» Your goal: Only these lines of the data below are wanted: the one with "#[derive(Debug, Clone, PartialEq, Eq)]", the one with "let mut link_rdo", and any lines between them, each repeated exactly.

» Extracted records:
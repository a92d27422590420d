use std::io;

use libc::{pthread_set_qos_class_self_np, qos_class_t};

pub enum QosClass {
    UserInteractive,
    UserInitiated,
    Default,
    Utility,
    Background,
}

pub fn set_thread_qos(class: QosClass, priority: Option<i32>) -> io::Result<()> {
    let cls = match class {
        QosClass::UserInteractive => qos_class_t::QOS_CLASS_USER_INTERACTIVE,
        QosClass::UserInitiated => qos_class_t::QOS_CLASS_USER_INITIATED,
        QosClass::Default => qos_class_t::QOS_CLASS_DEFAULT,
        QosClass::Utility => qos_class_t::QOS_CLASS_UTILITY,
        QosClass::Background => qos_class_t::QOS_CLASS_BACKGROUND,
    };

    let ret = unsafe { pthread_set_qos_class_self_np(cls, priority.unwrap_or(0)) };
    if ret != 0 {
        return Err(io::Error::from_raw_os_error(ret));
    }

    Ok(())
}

---

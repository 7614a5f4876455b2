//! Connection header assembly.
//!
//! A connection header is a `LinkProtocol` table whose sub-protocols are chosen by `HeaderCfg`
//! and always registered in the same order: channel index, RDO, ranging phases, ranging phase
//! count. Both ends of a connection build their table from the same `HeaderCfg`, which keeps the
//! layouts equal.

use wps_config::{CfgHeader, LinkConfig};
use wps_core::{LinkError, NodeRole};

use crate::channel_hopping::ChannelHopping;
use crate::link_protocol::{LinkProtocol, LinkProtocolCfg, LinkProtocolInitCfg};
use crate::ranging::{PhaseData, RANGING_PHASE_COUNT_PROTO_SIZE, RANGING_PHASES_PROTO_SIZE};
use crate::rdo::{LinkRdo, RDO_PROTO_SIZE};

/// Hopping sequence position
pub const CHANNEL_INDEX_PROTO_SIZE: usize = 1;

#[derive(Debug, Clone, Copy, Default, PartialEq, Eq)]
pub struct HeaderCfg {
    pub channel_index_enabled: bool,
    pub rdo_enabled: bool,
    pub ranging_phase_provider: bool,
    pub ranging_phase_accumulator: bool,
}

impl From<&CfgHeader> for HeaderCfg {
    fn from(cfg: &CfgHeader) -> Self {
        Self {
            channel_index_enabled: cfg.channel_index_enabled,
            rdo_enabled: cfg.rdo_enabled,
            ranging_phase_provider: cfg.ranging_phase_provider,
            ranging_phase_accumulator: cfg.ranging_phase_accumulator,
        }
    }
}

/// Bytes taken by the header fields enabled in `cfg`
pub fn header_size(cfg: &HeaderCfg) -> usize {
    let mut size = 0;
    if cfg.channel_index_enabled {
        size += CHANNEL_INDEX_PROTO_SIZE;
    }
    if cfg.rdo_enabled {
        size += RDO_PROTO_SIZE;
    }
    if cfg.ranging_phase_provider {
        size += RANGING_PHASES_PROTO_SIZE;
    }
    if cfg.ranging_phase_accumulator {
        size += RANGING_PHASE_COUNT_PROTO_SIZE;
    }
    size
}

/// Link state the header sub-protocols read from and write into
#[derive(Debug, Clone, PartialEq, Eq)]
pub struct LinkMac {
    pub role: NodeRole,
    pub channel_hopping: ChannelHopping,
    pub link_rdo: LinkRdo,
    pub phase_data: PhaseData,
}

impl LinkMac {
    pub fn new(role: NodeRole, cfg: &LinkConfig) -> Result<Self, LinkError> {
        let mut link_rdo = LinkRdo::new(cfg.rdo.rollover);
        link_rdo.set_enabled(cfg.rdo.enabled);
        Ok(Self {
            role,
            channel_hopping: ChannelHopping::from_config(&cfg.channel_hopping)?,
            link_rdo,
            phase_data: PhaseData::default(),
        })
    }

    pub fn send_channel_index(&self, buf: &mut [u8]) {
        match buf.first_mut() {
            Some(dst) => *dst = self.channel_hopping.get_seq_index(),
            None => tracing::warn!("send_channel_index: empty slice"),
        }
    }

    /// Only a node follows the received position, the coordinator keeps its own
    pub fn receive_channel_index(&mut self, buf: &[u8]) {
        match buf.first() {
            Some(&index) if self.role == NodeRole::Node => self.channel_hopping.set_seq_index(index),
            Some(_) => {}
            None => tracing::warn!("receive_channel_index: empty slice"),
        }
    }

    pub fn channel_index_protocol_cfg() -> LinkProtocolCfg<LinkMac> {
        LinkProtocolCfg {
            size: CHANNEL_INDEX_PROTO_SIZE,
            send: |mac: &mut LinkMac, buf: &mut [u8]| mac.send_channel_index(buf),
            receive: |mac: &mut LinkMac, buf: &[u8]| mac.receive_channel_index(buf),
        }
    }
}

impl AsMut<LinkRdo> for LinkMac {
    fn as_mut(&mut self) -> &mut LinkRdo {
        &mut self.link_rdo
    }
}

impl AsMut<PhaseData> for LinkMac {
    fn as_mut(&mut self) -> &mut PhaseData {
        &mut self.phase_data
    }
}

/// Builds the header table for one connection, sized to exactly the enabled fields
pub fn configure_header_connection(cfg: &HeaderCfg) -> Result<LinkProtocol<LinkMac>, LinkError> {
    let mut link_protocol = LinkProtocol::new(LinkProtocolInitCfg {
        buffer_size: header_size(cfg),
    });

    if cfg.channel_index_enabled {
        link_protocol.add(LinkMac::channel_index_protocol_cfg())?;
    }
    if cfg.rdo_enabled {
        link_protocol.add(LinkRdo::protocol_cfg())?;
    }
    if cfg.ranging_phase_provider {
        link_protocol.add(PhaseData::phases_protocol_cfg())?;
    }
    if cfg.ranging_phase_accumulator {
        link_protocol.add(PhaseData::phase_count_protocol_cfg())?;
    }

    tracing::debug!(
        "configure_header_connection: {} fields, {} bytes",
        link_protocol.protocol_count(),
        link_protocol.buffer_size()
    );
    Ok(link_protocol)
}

» Written solution:
#[derive(Debug, Clone, PartialEq, Eq)]
pub struct LinkMac {
    pub role: NodeRole,
    pub channel_hopping: ChannelHopping,
    pub link_rdo: LinkRdo,
    pub phase_data: PhaseData,
}

impl LinkMac {
    pub fn new(role: NodeRole, cfg: &LinkConfig) -> Result<Self, LinkError> {
        let mut link_rdo = LinkRdo::new(cfg.rdo.rollover);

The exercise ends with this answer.